▶ _WHAT YOU ARE ASKED TO DO_
Please filter the data below down to the lines holding the string "action".

- - - - - - -

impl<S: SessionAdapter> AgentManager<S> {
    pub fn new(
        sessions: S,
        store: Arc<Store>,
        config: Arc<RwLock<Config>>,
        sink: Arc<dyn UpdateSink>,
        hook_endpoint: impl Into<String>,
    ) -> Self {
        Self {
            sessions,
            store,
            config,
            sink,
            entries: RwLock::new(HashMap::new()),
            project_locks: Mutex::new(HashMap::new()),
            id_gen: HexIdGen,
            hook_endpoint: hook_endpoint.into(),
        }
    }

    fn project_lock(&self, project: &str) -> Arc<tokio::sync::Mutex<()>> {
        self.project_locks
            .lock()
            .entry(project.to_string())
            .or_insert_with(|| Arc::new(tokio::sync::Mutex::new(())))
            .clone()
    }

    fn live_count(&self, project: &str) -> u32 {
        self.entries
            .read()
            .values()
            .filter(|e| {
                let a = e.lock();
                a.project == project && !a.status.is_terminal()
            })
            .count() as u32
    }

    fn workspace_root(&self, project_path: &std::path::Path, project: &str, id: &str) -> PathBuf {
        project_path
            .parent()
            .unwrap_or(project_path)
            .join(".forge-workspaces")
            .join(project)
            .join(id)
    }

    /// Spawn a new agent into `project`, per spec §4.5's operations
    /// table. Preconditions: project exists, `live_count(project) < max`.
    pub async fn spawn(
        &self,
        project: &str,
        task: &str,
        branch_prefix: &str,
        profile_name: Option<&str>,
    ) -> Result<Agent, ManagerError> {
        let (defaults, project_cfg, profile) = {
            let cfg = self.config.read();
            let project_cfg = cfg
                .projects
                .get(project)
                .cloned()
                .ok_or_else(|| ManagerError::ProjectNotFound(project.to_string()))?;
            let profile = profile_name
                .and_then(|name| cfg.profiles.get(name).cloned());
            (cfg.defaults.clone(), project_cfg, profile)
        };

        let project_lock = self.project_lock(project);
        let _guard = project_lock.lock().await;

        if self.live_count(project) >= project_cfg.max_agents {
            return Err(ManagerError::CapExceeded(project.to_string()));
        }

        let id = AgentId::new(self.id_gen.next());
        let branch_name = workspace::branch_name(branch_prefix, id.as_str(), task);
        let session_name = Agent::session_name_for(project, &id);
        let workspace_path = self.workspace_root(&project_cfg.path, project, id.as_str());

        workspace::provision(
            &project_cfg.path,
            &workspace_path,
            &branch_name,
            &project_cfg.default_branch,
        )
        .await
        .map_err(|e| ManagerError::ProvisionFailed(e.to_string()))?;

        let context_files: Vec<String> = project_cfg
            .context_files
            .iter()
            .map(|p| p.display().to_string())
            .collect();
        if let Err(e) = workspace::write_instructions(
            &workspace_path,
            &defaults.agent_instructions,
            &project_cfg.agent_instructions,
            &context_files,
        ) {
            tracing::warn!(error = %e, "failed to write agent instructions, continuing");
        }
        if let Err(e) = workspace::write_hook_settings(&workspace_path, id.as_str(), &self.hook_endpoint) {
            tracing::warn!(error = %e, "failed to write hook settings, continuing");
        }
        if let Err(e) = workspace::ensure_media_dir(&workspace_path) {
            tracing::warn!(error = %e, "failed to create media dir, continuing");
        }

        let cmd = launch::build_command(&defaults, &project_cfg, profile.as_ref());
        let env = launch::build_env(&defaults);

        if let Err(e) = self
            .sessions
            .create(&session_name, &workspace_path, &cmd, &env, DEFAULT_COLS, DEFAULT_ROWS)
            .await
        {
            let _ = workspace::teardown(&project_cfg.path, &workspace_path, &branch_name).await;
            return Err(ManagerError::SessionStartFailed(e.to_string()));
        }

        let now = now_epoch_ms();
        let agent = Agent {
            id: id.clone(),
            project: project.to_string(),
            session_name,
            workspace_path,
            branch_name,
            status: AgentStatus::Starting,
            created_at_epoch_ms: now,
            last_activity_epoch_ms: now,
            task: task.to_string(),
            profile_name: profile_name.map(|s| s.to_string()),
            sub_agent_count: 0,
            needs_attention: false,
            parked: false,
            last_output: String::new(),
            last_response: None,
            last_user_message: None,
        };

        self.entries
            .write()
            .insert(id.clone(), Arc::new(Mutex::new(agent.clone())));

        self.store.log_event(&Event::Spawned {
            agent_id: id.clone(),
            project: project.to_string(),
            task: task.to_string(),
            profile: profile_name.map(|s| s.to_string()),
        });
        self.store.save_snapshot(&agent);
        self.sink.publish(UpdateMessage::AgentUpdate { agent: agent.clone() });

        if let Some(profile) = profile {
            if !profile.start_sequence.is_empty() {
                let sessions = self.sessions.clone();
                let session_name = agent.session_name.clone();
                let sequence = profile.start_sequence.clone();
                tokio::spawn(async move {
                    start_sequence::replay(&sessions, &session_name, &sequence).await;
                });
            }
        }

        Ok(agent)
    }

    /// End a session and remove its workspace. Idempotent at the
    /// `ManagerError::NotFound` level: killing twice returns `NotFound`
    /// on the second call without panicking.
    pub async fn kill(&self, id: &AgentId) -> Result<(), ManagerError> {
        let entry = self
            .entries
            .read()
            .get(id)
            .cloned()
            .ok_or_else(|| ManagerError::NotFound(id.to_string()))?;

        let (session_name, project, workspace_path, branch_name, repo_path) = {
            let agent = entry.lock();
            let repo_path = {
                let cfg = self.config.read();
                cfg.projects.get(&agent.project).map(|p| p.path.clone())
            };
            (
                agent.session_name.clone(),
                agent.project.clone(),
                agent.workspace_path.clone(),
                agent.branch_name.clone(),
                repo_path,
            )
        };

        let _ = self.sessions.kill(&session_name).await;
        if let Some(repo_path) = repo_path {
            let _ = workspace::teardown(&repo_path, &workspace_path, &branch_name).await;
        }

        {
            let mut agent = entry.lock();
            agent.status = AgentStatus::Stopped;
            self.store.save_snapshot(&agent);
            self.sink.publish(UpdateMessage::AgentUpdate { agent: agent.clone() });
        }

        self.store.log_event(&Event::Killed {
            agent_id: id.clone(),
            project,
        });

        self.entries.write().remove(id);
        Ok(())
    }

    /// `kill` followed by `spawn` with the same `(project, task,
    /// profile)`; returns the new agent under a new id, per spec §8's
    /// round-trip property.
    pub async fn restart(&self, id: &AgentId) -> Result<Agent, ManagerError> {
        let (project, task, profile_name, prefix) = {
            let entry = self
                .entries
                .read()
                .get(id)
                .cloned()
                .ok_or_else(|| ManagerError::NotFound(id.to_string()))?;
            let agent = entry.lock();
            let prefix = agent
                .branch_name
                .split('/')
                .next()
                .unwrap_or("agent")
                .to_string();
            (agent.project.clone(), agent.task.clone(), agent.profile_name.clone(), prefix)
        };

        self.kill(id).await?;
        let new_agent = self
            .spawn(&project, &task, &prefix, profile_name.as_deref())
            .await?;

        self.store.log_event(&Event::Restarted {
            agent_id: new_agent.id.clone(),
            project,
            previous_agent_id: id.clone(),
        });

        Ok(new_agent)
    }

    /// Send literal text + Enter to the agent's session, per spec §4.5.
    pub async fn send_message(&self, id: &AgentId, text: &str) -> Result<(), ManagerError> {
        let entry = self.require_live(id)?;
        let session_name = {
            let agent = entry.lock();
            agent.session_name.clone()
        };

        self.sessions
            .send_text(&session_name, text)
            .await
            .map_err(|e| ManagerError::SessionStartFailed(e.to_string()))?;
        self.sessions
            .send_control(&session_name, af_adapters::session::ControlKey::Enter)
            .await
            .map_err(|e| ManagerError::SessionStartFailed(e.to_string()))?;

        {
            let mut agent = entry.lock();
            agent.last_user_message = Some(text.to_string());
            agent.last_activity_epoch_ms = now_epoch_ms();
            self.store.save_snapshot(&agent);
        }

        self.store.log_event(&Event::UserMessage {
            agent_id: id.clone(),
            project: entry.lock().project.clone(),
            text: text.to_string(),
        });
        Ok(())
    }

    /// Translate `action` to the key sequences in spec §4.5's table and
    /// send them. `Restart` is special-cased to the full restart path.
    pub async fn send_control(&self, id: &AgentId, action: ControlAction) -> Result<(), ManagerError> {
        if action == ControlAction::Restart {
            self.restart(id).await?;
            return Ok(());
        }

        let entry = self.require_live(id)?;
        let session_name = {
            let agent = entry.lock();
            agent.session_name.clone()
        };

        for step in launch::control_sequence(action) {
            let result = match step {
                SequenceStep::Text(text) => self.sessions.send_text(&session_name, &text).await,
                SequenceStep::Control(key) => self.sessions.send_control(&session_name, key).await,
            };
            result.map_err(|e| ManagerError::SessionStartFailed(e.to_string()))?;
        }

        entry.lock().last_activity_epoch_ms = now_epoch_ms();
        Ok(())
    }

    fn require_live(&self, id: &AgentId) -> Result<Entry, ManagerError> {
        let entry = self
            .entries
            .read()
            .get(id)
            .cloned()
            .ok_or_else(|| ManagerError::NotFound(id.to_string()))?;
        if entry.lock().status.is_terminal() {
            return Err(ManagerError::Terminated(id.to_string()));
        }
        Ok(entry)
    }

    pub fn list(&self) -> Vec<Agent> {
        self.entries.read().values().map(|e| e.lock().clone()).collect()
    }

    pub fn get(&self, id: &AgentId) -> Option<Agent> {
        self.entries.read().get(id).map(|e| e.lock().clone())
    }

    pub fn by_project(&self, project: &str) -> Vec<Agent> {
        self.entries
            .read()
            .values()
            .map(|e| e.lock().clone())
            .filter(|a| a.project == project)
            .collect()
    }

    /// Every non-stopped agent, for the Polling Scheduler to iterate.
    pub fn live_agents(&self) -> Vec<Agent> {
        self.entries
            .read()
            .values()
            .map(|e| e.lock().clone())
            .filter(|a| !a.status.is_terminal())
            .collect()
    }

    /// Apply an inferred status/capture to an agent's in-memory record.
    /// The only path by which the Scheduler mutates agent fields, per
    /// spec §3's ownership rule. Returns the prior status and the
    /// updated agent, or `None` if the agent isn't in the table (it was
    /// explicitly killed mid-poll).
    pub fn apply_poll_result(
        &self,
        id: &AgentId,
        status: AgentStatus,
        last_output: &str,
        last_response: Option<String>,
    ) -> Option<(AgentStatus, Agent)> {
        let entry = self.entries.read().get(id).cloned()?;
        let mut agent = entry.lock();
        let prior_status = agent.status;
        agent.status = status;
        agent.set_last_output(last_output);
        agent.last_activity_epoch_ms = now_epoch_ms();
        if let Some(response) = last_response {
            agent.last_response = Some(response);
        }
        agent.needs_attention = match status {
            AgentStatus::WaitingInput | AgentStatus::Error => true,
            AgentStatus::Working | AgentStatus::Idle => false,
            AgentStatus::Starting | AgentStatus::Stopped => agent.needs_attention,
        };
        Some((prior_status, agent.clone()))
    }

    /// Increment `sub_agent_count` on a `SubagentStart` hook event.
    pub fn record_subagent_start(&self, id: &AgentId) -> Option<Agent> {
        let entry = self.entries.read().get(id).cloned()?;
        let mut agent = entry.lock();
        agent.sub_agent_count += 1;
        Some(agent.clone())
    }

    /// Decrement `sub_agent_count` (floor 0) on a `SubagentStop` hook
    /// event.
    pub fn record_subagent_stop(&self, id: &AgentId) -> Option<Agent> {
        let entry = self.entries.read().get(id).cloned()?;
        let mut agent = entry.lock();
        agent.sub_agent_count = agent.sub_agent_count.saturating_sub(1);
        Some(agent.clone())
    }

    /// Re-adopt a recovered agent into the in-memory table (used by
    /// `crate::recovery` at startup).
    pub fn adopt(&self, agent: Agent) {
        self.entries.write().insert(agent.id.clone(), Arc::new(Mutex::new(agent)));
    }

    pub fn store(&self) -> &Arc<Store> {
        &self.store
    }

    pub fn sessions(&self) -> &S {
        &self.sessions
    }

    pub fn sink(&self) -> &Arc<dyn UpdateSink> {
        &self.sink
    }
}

- - - - - - -

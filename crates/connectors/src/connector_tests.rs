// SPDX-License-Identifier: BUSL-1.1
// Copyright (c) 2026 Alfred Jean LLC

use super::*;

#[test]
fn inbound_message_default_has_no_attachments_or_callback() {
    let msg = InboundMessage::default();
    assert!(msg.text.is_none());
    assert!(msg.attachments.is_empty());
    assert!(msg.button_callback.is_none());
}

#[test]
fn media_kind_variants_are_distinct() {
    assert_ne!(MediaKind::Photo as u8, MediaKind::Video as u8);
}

- - - - - - -

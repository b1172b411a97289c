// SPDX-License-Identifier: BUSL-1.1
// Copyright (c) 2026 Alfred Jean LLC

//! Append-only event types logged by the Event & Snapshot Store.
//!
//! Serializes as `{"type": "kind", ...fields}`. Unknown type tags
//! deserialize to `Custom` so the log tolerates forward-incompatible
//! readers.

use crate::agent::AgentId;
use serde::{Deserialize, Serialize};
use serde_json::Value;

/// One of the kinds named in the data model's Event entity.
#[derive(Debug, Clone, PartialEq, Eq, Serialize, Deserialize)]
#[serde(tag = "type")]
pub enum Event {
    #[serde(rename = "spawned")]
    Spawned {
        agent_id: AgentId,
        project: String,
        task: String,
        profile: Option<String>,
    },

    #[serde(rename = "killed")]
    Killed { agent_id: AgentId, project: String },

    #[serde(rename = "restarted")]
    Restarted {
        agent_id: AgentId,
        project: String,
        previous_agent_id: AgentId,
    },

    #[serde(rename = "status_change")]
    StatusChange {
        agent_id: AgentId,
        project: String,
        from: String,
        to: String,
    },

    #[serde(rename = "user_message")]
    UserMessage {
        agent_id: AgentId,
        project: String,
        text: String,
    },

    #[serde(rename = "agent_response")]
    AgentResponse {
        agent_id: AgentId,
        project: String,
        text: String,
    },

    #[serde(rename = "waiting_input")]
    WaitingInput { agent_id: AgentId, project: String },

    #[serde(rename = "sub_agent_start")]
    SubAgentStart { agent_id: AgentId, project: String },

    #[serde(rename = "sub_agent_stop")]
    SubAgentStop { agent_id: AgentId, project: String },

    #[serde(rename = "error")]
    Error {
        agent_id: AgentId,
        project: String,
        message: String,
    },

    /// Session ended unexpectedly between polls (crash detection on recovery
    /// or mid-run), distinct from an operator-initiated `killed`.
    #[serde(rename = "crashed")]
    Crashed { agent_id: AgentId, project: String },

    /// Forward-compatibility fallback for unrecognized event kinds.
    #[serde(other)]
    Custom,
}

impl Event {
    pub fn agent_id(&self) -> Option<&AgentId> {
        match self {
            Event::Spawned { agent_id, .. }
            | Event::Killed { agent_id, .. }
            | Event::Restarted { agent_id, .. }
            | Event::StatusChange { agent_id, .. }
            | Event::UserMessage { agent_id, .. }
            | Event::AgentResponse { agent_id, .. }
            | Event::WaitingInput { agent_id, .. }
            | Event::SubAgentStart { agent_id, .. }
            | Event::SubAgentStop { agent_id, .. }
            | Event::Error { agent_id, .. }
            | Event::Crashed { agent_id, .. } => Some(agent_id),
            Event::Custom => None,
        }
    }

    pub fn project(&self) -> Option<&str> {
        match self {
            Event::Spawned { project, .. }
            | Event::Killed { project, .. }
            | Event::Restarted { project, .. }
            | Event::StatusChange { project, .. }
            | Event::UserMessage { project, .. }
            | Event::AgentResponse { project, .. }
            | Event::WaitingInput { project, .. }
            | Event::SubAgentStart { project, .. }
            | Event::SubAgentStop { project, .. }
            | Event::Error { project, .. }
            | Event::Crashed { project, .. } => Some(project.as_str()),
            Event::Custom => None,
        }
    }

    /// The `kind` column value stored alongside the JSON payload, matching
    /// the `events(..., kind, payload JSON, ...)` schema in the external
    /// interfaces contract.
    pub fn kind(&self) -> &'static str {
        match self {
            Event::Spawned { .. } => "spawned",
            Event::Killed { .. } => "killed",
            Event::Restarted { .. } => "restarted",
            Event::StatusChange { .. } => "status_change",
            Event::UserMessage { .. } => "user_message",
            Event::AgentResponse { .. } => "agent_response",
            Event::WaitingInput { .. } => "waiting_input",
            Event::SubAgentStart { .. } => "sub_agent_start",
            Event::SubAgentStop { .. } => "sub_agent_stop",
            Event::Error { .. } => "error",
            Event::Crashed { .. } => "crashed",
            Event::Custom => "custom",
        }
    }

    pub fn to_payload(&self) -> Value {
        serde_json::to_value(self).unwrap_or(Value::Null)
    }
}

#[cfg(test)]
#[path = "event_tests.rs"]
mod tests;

- - - - - - -

▶ _TASK OUTPUT_
    /// Translate `action` to the key sequences in spec §4.5's table and
    pub async fn send_control(&self, id: &AgentId, action: ControlAction) -> Result<(), ManagerError> {
        if action == ControlAction::Restart {
        for step in launch::control_sequence(action) {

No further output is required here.